One of the most common things we hear when first speaking with energy managers at large commercial and government facilities is, “I looked at solar a few years ago, but the economics weren’t where we needed them to be in order for us to justify the investment—what’s changed?” These energy managers were once excited about solar, but at some point they became soured by the perception of meager economic returns or technical hurdles. Now they’re cautious about investing their time again in evaluating a solar project.
What many don’t know is that the solar market has matured so much over the past few years that several of the issues that once stalled a project are no longer problems. Here’s what has changed—as well as what hasn’t—and why large commercial and government facilities should take another look.
The cost of solar photovoltaic (PV) systems has been rapidly declining since 2009, although it’s starting to flatten out a little now. In 2014, costs for non-residential installations less than 500kW declined by 10% from the previous year, and for systems larger than 500kW, the decrease was more than 20%, according to a report from the Lawrence Berkeley National Lab. Preliminary data for 2015 is showing a similar trend. While government incentives overall are also declining, this reduction in system cost has improved the economics of solar so that it is now cost-competitive with utility rates in many markets.
Advancements in technology across all areas of the system have contributed to lower construction costs. In addition, thanks to innovations requiring less racking, wiring, and installation hours, solar PV systems are more flexible than ever. And with the improving efficiency of the panels, a system can produce more kilowatt hours (kWh) per kW installed, increasing the overall value of the project. Technology has become more standardized, more reliable, and more readily deployed across more installation types than ever before, thus addressing many of the traditional concerns about structural capacity of roofs, underground conditions, or snow and ice.
The combination of cost reduction, advancements in technology, and the maturation of the industry have reduced the risks for solar project owners and financiers. This has attracted new money to the industry, which has lowered the cost of capital for financing, further improving the economics for commercial and government energy users. Financing options have become more varied to match capital structures, return hurdles, and credit profiles. At the same time, industry consolidation and increased comfort with standardized warranties, production guarantees, and life cycle services, have also reduced risk for businesses and public agencies that choose self-financing rather than power purchase agreements (PPAs), operating leases, or similar third party ownership structures.
Markets and Incentives
While the cost to purchase energy from traditional generation varies across the U.S. and is volatile in the short term, it will certainly increase over time.

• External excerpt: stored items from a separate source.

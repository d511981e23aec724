//! Event repository implementation

use sqlx::PgPool;
use chrono::{DateTime, Utc};
use uuid::Uuid;
use crate::models::event::{Event, CreateEventRequest, UpdateEventRequest};
use crate::utils::errors::KarmaHubError;

#[derive(Clone, Debug)]
pub struct EventRepository {
    pool: PgPool,
}

impl EventRepository {
    pub fn new(pool: PgPool) -> Self {
        Self { pool }
    }

    /// Create a new event
    pub async fn create(&self, created_by_id: Uuid, request: CreateEventRequest) -> Result<Event, KarmaHubError> {
        let now = Utc::now();
        let event = sqlx::query_as::<_, Event>(
            r#"
            INSERT INTO events (id, created_by_id, title, description, location_name, latitude, longitude, radius_meters, start_time, end_time, banner_image_url, created_at, updated_at)
            VALUES ($1, $2, $3, $4, $5, $6, $7, $8, $9, $10, $11, $12, $12)
            RETURNING id, created_by_id, title, description, location_name, latitude, longitude, radius_meters, start_time, end_time, banner_image_url, created_at, updated_at
            "#
        )
        .bind(Uuid::new_v4())
        .bind(created_by_id)
        .bind(request.title)
        .bind(request.description)
        .bind(request.location_name)
        .bind(request.latitude)
        .bind(request.longitude)
        .bind(request.radius_meters.unwrap_or(100))
        .bind(request.start_time)
        .bind(request.end_time)
        .bind(request.banner_image_url)
        .bind(now)
        .fetch_one(&self.pool)
        .await?;

        Ok(event)
    }

    /// Find event by ID
    pub async fn find_by_id(&self, id: Uuid) -> Result<Option<Event>, KarmaHubError> {
        let event = sqlx::query_as::<_, Event>(
            "SELECT id, created_by_id, title, description, location_name, latitude, longitude, radius_meters, start_time, end_time, banner_image_url, created_at, updated_at FROM events WHERE id = $1"
        )
        .bind(id)
        .fetch_optional(&self.pool)
        .await?;

        Ok(event)
    }

    /// Replace the stored event with an already merged and validated value
    pub async fn update(&self, event: &Event) -> Result<Event, KarmaHubError> {
        let updated = sqlx::query_as::<_, Event>(
            r#"
            UPDATE events
            SET title = $2,
                description = $3,
                location_name = $4,
                latitude = $5,
                longitude = $6,
                radius_meters = $7,
                start_time = $8,
                end_time = $9,
                banner_image_url = $10,
                updated_at = $11
            WHERE id = $1
            RETURNING id, created_by_id, title, description, location_name, latitude, longitude, radius_meters, start_time, end_time, banner_image_url, created_at, updated_at
            "#
        )
        .bind(event.id)
        .bind(&event.title)
        .bind(&event.description)
        .bind(&event.location_name)
        .bind(event.latitude)
        .bind(event.longitude)
        .bind(event.radius_meters)
        .bind(event.start_time)
        .bind(event.end_time)
        .bind(&event.banner_image_url)
        .bind(Utc::now())
        .fetch_optional(&self.pool)
        .await?;

        updated.ok_or(KarmaHubError::EventNotFound { event_id: event.id })
    }

    /// Delete event; returns false when nothing was deleted
    pub async fn delete(&self, id: Uuid) -> Result<bool, KarmaHubError> {
        let result = sqlx::query("DELETE FROM events WHERE id = $1")
            .bind(id)
            .execute(&self.pool)
            .await?;

        Ok(result.rows_affected() > 0)
    }

    /// All events, latest start first
    pub async fn list_all(&self) -> Result<Vec<Event>, KarmaHubError> {
        let events = sqlx::query_as::<_, Event>(
            "SELECT id, created_by_id, title, description, location_name, latitude, longitude, radius_meters, start_time, end_time, banner_image_url, created_at, updated_at FROM events ORDER BY start_time DESC"
        )
        .fetch_all(&self.pool)
        .await?;

        Ok(events)
    }

    /// Events that have not ended at `now`, soonest first
    pub async fn list_upcoming(&self, now: DateTime<Utc>) -> Result<Vec<Event>, KarmaHubError> {
        let events = sqlx::query_as::<_, Event>(
            "SELECT id, created_by_id, title, description, location_name, latitude, longitude, radius_meters, start_time, end_time, banner_image_url, created_at, updated_at FROM events WHERE end_time > $1 ORDER BY start_time ASC"
        )
        .bind(now)
        .fetch_all(&self.pool)
        .await?;

        Ok(events)
    }

    /// Count total events
    pub async fn count(&self) -> Result<i64, KarmaHubError> {
        let count: (i64,) = sqlx::query_as("SELECT COUNT(*) FROM events")
            .fetch_one(&self.pool)
            .await?;

        Ok(count.0)
    }

    /// Count events that have not ended at `now`
    pub async fn count_upcoming(&self, now: DateTime<Utc>) -> Result<i64, KarmaHubError> {
        let count: (i64,) = sqlx::query_as("SELECT COUNT(*) FROM events WHERE end_time > $1")
            .bind(now)
            .fetch_one(&self.pool)
            .await?;

        Ok(count.0)
    }
}

/// Apply the present fields of an update request onto an event
pub fn merge_event_update(mut event: Event, request: UpdateEventRequest) -> Event {
    if let Some(title) = request.title {
        event.title = title;
    }
    if let Some(description) = request.description {
        event.description = description;
    }
    if let Some(location_name) = request.location_name {
        event.location_name = location_name;
    }
    if let Some(latitude) = request.latitude {
        event.latitude = latitude;
    }
    if let Some(longitude) = request.longitude {
        event.longitude = longitude;
    }
    if let Some(radius) = request.radius_meters {
        event.radius_meters = radius;
    }
    if let Some(start) = request.start_time {
        event.start_time = start;
    }
    if let Some(end) = request.end_time {
        event.end_time = end;
    }
    if let Some(banner) = request.banner_image_url {
        event.banner_image_url = banner;
    }
    event
}

#[cfg(test)]
mod tests {
    use super::*;
    use chrono::{Duration, Utc};

    fn event_with_location() -> Event {
        let now = Utc::now();
        Event {
            id: Uuid::new_v4(),
            created_by_id: Uuid::new_v4(),
            title: "Hack Night".to_string(),
            description: "Overnight build".to_string(),
            location_name: "Main Auditorium".to_string(),
            latitude: Some(12.9),
            longitude: Some(77.5),
            radius_meters: 100,
            start_time: now,
            end_time: now + Duration::hours(2),
            banner_image_url: Some("https://cdn.example/banner.png".to_string()),
            created_at: now,
            updated_at: now,
        }
    }

    #[test]
    fn test_explicit_null_clears_location_and_banner() {
        let request: UpdateEventRequest = serde_json::from_str(
            r#"{"latitude":null,"longitude":null,"banner_image_url":null}"#,
        )
        .unwrap();
        let merged = merge_event_update(event_with_location(), request);

        assert_eq!(merged.latitude, None);
        assert_eq!(merged.longitude, None);
        assert_eq!(merged.banner_image_url, None);
        assert!(merged.geofence().is_none());
    }

    #[test]
    fn test_absent_fields_are_kept() {
        let request: UpdateEventRequest = serde_json::from_str(r#"{"title":"Demo Day"}"#).unwrap();
        let merged = merge_event_update(event_with_location(), request);

        assert_eq!(merged.title, "Demo Day");
        assert_eq!(merged.latitude, Some(12.9));
        assert_eq!(merged.longitude, Some(77.5));
        assert!(merged.banner_image_url.is_some());
    }

    #[test]
    fn test_new_coordinates_replace_old() {
        let request: UpdateEventRequest =
            serde_json::from_str(r#"{"latitude":13.0,"longitude":77.6}"#).unwrap();
        let merged = merge_event_update(event_with_location(), request);

        assert_eq!(merged.latitude, Some(13.0));
        assert_eq!(merged.longitude, Some(77.6));
    }
}
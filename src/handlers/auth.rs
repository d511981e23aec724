//! Sign-up and sign-in endpoints

use axum::{extract::State, http::StatusCode, Json};
use crate::services::{Session, SignInRequest, SignUpRequest};
use crate::state::AppState;
use crate::utils::errors::Result;

pub async fn sign_up(
    State(state): State<AppState>,
    Json(request): Json<SignUpRequest>,
) -> Result<(StatusCode, Json<Session>)> {
    let session = state.services.auth_service.sign_up(request).await?;
    Ok((StatusCode::CREATED, Json(session)))
}

pub async fn sign_in(
    State(state): State<AppState>,
    Json(request): Json<SignInRequest>,
) -> Result<Json<Session>> {
    let session = state.services.auth_service.sign_in(request).await?;
    Ok(Json(session))
}
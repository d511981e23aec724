//! Account repository implementation

use sqlx::PgPool;
use chrono::Utc;
use uuid::Uuid;
use crate::models::profile::{Account, AppRole, Profile};
use crate::utils::errors::KarmaHubError;
use super::conflict_on_unique;

#[derive(Clone, Debug)]
pub struct AccountRepository {
    pool: PgPool,
}

/// Fields needed to create an account together with its profile
#[derive(Debug, Clone)]
pub struct NewAccount {
    pub email: String,
    pub password_hash: String,
    pub email_confirmed: bool,
    pub name: String,
    pub role: AppRole,
}

impl AccountRepository {
    pub fn new(pool: PgPool) -> Self {
        Self { pool }
    }

    /// Create an account and its profile atomically
    pub async fn create_with_profile(&self, new: NewAccount) -> Result<(Account, Profile), KarmaHubError> {
        let id = Uuid::new_v4();
        let now = Utc::now();
        let mut tx = self.pool.begin().await?;

        let account = sqlx::query_as::<_, Account>(
            r#"
            INSERT INTO accounts (id, email, password_hash, email_confirmed, created_at)
            VALUES ($1, $2, $3, $4, $5)
            RETURNING id, email, password_hash, email_confirmed, created_at, last_sign_in_at
            "#
        )
        .bind(id)
        .bind(&new.email)
        .bind(&new.password_hash)
        .bind(new.email_confirmed)
        .bind(now)
        .fetch_one(&mut *tx)
        .await
        .map_err(|e| conflict_on_unique(e, "An account with this email already exists"))?;

        let profile = sqlx::query_as::<_, Profile>(
            r#"
            INSERT INTO profiles (id, name, email, role, created_at, updated_at)
            VALUES ($1, $2, $3, $4, $5, $5)
            RETURNING id, name, email, role, college, branch, year, bio, linkedin_url, created_at, updated_at
            "#
        )
        .bind(id)
        .bind(&new.name)
        .bind(&new.email)
        .bind(new.role)
        .bind(now)
        .fetch_one(&mut *tx)
        .await?;

        tx.commit().await?;
        Ok((account, profile))
    }

    /// Find account by email (expects a normalized address)
    pub async fn find_by_email(&self, email: &str) -> Result<Option<Account>, KarmaHubError> {
        let account = sqlx::query_as::<_, Account>(
            "SELECT id, email, password_hash, email_confirmed, created_at, last_sign_in_at FROM accounts WHERE email = $1"
        )
        .bind(email)
        .fetch_optional(&self.pool)
        .await?;

        Ok(account)
    }

    /// Find account by ID
    pub async fn find_by_id(&self, id: Uuid) -> Result<Option<Account>, KarmaHubError> {
        let account = sqlx::query_as::<_, Account>(
            "SELECT id, email, password_hash, email_confirmed, created_at, last_sign_in_at FROM accounts WHERE id = $1"
        )
        .bind(id)
        .fetch_optional(&self.pool)
        .await?;

        Ok(account)
    }

    /// Replace the password hash and confirm the account
    pub async fn reset_password(&self, id: Uuid, password_hash: &str) -> Result<(), KarmaHubError> {
        sqlx::query("UPDATE accounts SET password_hash = $2, email_confirmed = TRUE WHERE id = $1")
            .bind(id)
            .bind(password_hash)
            .execute(&self.pool)
            .await?;

        Ok(())
    }

    /// Mark the email as confirmed; returns false when the account does not exist
    pub async fn confirm_email(&self, id: Uuid) -> Result<bool, KarmaHubError> {
        let result = sqlx::query("UPDATE accounts SET email_confirmed = TRUE WHERE id = $1")
            .bind(id)
            .execute(&self.pool)
            .await?;

        Ok(result.rows_affected() > 0)
    }

    /// Record a successful sign-in
    pub async fn touch_sign_in(&self, id: Uuid) -> Result<(), KarmaHubError> {
        sqlx::query("UPDATE accounts SET last_sign_in_at = $2 WHERE id = $1")
            .bind(id)
            .bind(Utc::now())
            .execute(&self.pool)
            .await?;

        Ok(())
    }
}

This is driving many energy users to invest in solar and take more control over their energy costs. Legislators and utilities in certain markets have enacted various solar-friendly policies and programs. In some states, those incentives are just coming online, but in more established markets they are poised to sunset, reflecting solar’s reduced reliance on subsidies.
There is, of course, a prevailing theme here: The maturation of the industry has enabled those who don’t want to be on the bleeding edge to still benefit from solar. Not only have the technologies improved, but the industry now has a cadre of experienced professionals. Many—though not all—of the fly-by-night installers are now gone, and buyers should expect the same level of professionalism from their solar vendors as they do from any other major electrical or mechanical system integrator.